The straight line `2x +3y = 12` passes through :

To determine through which quadrants the straight line represented by the equation \(2x + 3y = 12\) passes, we can follow these steps: ### Step 1: Find the x-intercept To find the x-intercept, we set \(y = 0\) in the equation: \[ 2x + 3(0) = 12 \implies 2x = 12 \implies x = \frac{12}{2} = 6 \] Thus, the x-intercept is at the point \((6, 0)\). ### Step 2: Find the y-intercept Next, we find the y-intercept by setting \(x = 0\) in the equation: \[ 2(0) + 3y = 12 \implies 3y = 12 \implies y = \frac{12}{3} = 4 \] Thus, the y-intercept is at the point \((0, 4)\). ### Step 3: Plot the intercepts We now plot the points \((6, 0)\) and \((0, 4)\) on a coordinate plane.
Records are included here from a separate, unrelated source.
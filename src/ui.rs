//! UI rendering helpers for the terminal form.
//!
//! This module contains functions to render the TUI using `ratatui`.

use ratatui::{
    Frame,
    layout::{Alignment, Constraint, Direction, Layout},
    style::{Modifier, Style},
    widgets::{Block, Borders, List, ListItem, Padding, Paragraph, Wrap},
};

use crate::app::{App, Focus, Status};
use crate::config::UiSettings;

const CONTROLS: [(&str, &str); 5] = [
    ("tab/j/k", "move"),
    ("space", "toggle"),
    ("enter", "start"),
    ("type", "edit directory"),
    ("esc/q", "quit"),
];

fn controls_text() -> String {
    CONTROLS
        .iter()
        .map(|(k, v)| format!("[{k}] {v}"))
        .collect::<Vec<String>>()
        .join(" | ")
}

fn checkbox_label(focus: Focus) -> &'static str {
    match focus {
        Focus::Track => "Track number",
        Focus::Title => "Title",
        Focus::Artist => "Artist",
        Focus::Directory | Focus::Start => "",
    }
}

fn status_text(status: &Status) -> String {
    match status {
        Status::Idle => "Ready".to_string(),
        Status::Warning(msg) => format!("Warning: {msg}"),
        Status::Done(msg) => msg.clone(),
        Status::Error(msg) => format!("Error: {msg}"),
    }
}

fn focused(app: &App, focus: Focus) -> Style {
    if app.focus == focus {
        Style::default().add_modifier(Modifier::REVERSED)
    } else {
        Style::default()
    }
}

/// Render the whole form into `frame`.
pub fn draw(frame: &mut Frame, app: &App, ui_settings: &UiSettings) {
    let chunks = Layout::default()
        .direction(Direction::Vertical)
        .constraints([
            Constraint::Length(3),
            Constraint::Length(3),
            Constraint::Length(5),
            Constraint::Length(3),
            Constraint::Min(1),
            Constraint::Length(3),
            Constraint::Length(3),
        ])
        .split(frame.area());

    let header = Paragraph::new(ui_settings.header_text.as_str())
        .alignment(Alignment::Center)
        .block(
            Block::default()
                .borders(Borders::ALL)
                .title(" tagname ")
                .title_alignment(Alignment::Center),
        );
    frame.render_widget(header, chunks[0]);

    let dir_text = if app.focus == Focus::Directory {
        format!("{}_", app.directory)
    } else {
        app.directory.clone()
    };
    let directory = Paragraph::new(dir_text)
        .style(focused(app, Focus::Directory))
        .block(Block::bordered().title(" directory "));
    frame.render_widget(directory, chunks[1]);

    let boxes: Vec<ListItem> = [Focus::Track, Focus::Title, Focus::Artist]
        .into_iter()
        .map(|f| {
            let mark = if app.is_checked(f) == Some(true) { "x" } else { " " };
            ListItem::new(format!("[{mark}] {}", checkbox_label(f))).style(focused(app, f))
        })
        .collect();
    let fields = List::new(boxes).block(
        Block::bordered()
            .padding(Padding {
                left: 1,
                right: 0,
                top: 0,
                bottom: 0,
            })
            .title(" fields "),
    );
    frame.render_widget(fields, chunks[2]);

    let start = Paragraph::new("Start")
        .alignment(Alignment::Center)
        .style(focused(app, Focus::Start))
        .block(Block::bordered());
    frame.render_widget(start, chunks[3]);

    let results: Vec<ListItem> = app
        .report
        .as_ref()
        .map(|r| {
            r.records
                .iter()
                .map(|rec| ListItem::new(rec.to_string()))
                .collect()
        })
        .unwrap_or_default();
    let results = List::new(results).block(Block::bordered().title(" results "));
    frame.render_widget(results, chunks[4]);

    let status = Paragraph::new(status_text(&app.status))
        .block(Block::bordered().title(" status "))
        .wrap(Wrap { trim: true });
    frame.render_widget(status, chunks[5]);

    let footer = Paragraph::new(controls_text())
        .block(
            Block::default()
                .borders(Borders::ALL)
                .title(" controls ")
                .padding(Padding {
                    left: 1,
                    right: 0,
                    top: 0,
                    bottom: 0,
                }),
        )
        .wrap(Wrap { trim: true });
    frame.render_widget(footer, chunks[6]);
}

#[cfg(test)]
mod tests {
    use super::*;

    #[test]
    fn controls_text_lists_every_binding() {
        let text = controls_text();
        assert!(text.starts_with("[tab/j/k] move"));
        assert!(text.ends_with("[esc/q] quit"));
        assert_eq!(text.matches(" | ").count(), CONTROLS.len() - 1);
    }

    #[test]
    fn status_text_prefixes_problems() {
        assert_eq!(status_text(&Status::Idle), "Ready");
        assert_eq!(status_text(&Status::Warning("x".into())), "Warning: x");
        assert_eq!(status_text(&Status::Error("y".into())), "Error: y");
        assert_eq!(status_text(&Status::Done("z".into())), "z");
    }
}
The point \((6, 0)\) lies on the positive x-axis, and the point \((0, 4)\) lies on the positive y-axis. ### Step 4: Draw the line By connecting the two points \((6, 0)\) and \((0, 4)\), we can visualize the line represented by the equation \(2x + 3y = 12\). ### Step 5: Determine the quadrants Now we need to analyze the line's position relative to the quadrants: - The line starts from the y-intercept \((0, 4)\) and moves downwards to the x-intercept \((6, 0)\). - Since the line passes through the first quadrant (where both x and y are positive) and extends into the fourth quadrant (where x is positive and y is negative), we can conclude that the line also crosses into the third quadrant (where both x and y are negative). ### Conclusion The line \(2x + 3y = 12\) passes through the first, fourth, and third quadrants.